It's coupled with increased wages for the <1% of people who work on farms. The other 99% just pay higher prices.
Except all across the board, in this scenario, the country removes the downward pressure to wages caused by the underclass who can get paid under the table, who cannot ask for help if they are abused, and who are desperate to accept any wage to avoid going back home. That changes the wage equilibrium everywhere.
If farm wages double (not quadruple, like in the example above - I think that the quadrupling was a hyperbole) and farm workers make $40 an hour, price of groceries increases $150/year per family of four. Let's say $50/year for a single person.

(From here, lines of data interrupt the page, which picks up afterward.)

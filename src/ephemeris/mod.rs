use crate::prelude::{Duration, Epoch, Error, Vector3, SV};

mod glonass;
mod kepler;
mod lnav;

pub use glonass::GlonassState;
pub use kepler::Kepler;

#[cfg(feature = "serde")]
use serde::{Deserialize, Serialize};

/// Satellite clock offset polynomial, referenced to ToC
#[derive(Debug, Copy, Clone, Default, PartialEq)]
#[cfg_attr(feature = "serde", derive(Serialize, Deserialize))]
pub struct ClockModel {
    /// Offset (in seconds)
    pub bias_s: f64,
    /// Drift (in s.s⁻¹)
    pub drift_s_s: f64,
    /// Drift rate (in s.s⁻²)
    pub drift_rate_s_s2: f64,
}

impl ClockModel {
    /// Clock offset (in seconds), `dt` seconds after ToC
    pub fn offset_s(&self, dt: f64) -> f64 {
        self.bias_s + self.drift_s_s * dt + self.drift_rate_s_s2 * dt * dt
    }

    /// Clock drift (in s.s⁻¹), `dt` seconds after ToC
    pub fn drift_s_s(&self, dt: f64) -> f64 {
        self.drift_s_s + 2.0 * self.drift_rate_s_s2 * dt
    }
}

/// Orbital model carried by an [OrbElem]
#[derive(Debug, Clone, PartialEq)]
#[cfg_attr(feature = "serde", derive(Serialize, Deserialize))]
pub enum OrbitModel {
    /// Keplerian elements (GPS, QZSS, Galileo, BeiDou..)
    Kepler(Kepler),
    /// State vector to be integrated (GLONASS)
    Glonass(GlonassState),
}

/// Satellite state at a given instant
#[derive(Debug, Copy, Clone, Default, PartialEq)]
pub struct Xvt {
    /// ECEF position (in meters)
    pub position_m: Vector3<f64>,
    /// ECEF velocity (in m.s⁻¹)
    pub velocity_m_s: Vector3<f64>,
    /// Clock offset (in seconds), relativistic correction not included
    pub clock_bias_s: f64,
    /// Clock drift (in s.s⁻¹)
    pub clock_drift_s_s: f64,
    /// Relativistic clock correction (in seconds)
    pub relativistic_s: f64,
}

impl Xvt {
    /// Clock offset (in seconds) including the relativistic correction
    pub fn corrected_clock_bias_s(&self) -> f64 {
        self.clock_bias_s + self.relativistic_s
    }
}

/// [OrbElem] is a decoded broadcast ephemeris: orbit and clock
/// of one satellite, valid over a bounded time window.
#[derive(Debug, Clone, PartialEq)]
#[cfg_attr(feature = "serde", derive(Serialize, Deserialize))]
pub struct OrbElem {
    /// [SV]
    pub sv: SV,

    /// Earliest transmission time of this data set
    pub transmit: Epoch,

    /// Time of Ephemeris, expressed in the [SV] timescale
    pub toe: Epoch,

    /// Time of Clock, expressed in the [SV] timescale
    pub toc: Epoch,

    /// Start of validity (inclusive)
    pub begin_valid: Epoch,

    /// End of validity (exclusive)
    pub end_valid: Epoch,

    /// Health flags, 0 means healthy
    pub health: u8,

    /// Issue of data (IODC for GPS)
    pub iod: u16,

    /// User range accuracy index, when broadcast
    pub ura_index: Option<u8>,

    /// User range accuracy (in meters)
    pub accuracy_m: f64,

    /// Group delay (in seconds), when broadcast
    pub tgd_s: Option<f64>,

    pub clock: ClockModel,

    pub orbit: OrbitModel,
}

impl OrbElem {
    /// True if [OrbElem] may be evaluated at this [Epoch]
    pub fn is_valid(&self, t: Epoch) -> bool {
        let t = t.to_time_scale(self.begin_valid.time_scale);
        self.begin_valid <= t && t < self.end_valid
    }

    pub fn is_healthy(&self) -> bool {
        self.health == 0
    }

    /// Duration of the validity window
    pub fn fit_interval(&self) -> Duration {
        self.end_valid - self.begin_valid
    }

    /// Clock offset (in seconds) at this [Epoch], no relativistic correction
    pub fn clock_bias(&self, t: Epoch) -> f64 {
        self.clock.offset_s(self.seconds_since_toc(t))
    }

    /// Clock drift (in s.s⁻¹) at this [Epoch]
    pub fn clock_drift(&self, t: Epoch) -> f64 {
        self.clock.drift_s_s(self.seconds_since_toc(t))
    }

    fn seconds_since_toc(&self, t: Epoch) -> f64 {
        (t.to_time_scale(self.toc.time_scale) - self.toc).to_seconds()
    }

    /// Evaluates satellite position, velocity and clock at this [Epoch].
    /// [Error::OutsideValidity] if [Epoch] is not within the validity window.
    pub fn compute_xvt(&self, t: Epoch) -> Result<Xvt, Error> {
        if !self.is_valid(t) {
            return Err(Error::OutsideValidity {
                sv: self.sv,
                epoch: t,
                begin: self.begin_valid,
                end: self.end_valid,
            });
        }

        let (position_m, velocity_m_s, relativistic_s, relativistic_drift) = match &self.orbit {
            OrbitModel::Kepler(kepler) => {
                let state = kepler.propagate(self.sv, self.toe, t)?;
                (
                    state.position_m,
                    state.velocity_m_s,
                    state.relativistic_s,
                    state.relativistic_drift_s_s,
                )
            },
            OrbitModel::Glonass(glonass) => {
                let (position_m, velocity_m_s) = glonass.propagate(self.toe, t);
                (position_m, velocity_m_s, 0.0, 0.0)
            },
        };

        Ok(Xvt {
            position_m,
            velocity_m_s,
            clock_bias_s: self.clock_bias(t),
            clock_drift_s_s: self.clock_drift(t) + relativistic_drift,
            relativistic_s,
        })
    }
}

#[cfg(test)]
mod test {
    use super::ClockModel;

    #[test]
    fn clock_polynomial() {
        let clock = ClockModel {
            bias_s: 1.0E-4,
            drift_s_s: 1.0E-11,
            drift_rate_s_s2: 1.0E-18,
        };

        assert_eq!(clock.offset_s(0.0), 1.0E-4);
        assert!((clock.offset_s(100.0) - (1.0E-4 + 1.0E-9 + 1.0E-14)).abs() < 1E-20);
        assert!((clock.drift_s_s(100.0) - (1.0E-11 + 2.0E-16)).abs() < 1E-24);
    }
}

Then anyone else in a shitty job can say, "is this really any better than making 40/hr picking corn?" And so now Amazon has to raise wages, or provide better working environments, to at least be better than farm work. And so it goes, rippling through the economy. Wages for the bottom third of the country should rise more than 150/yr.
Machinery is also abusable and doesn't require any wage at all, should we increase wages by banning it?
That would lower GDP, while reducing immigrant labor to increase productivity and GDP. Possibly because there is an increase to automation when cheap laborers are less available.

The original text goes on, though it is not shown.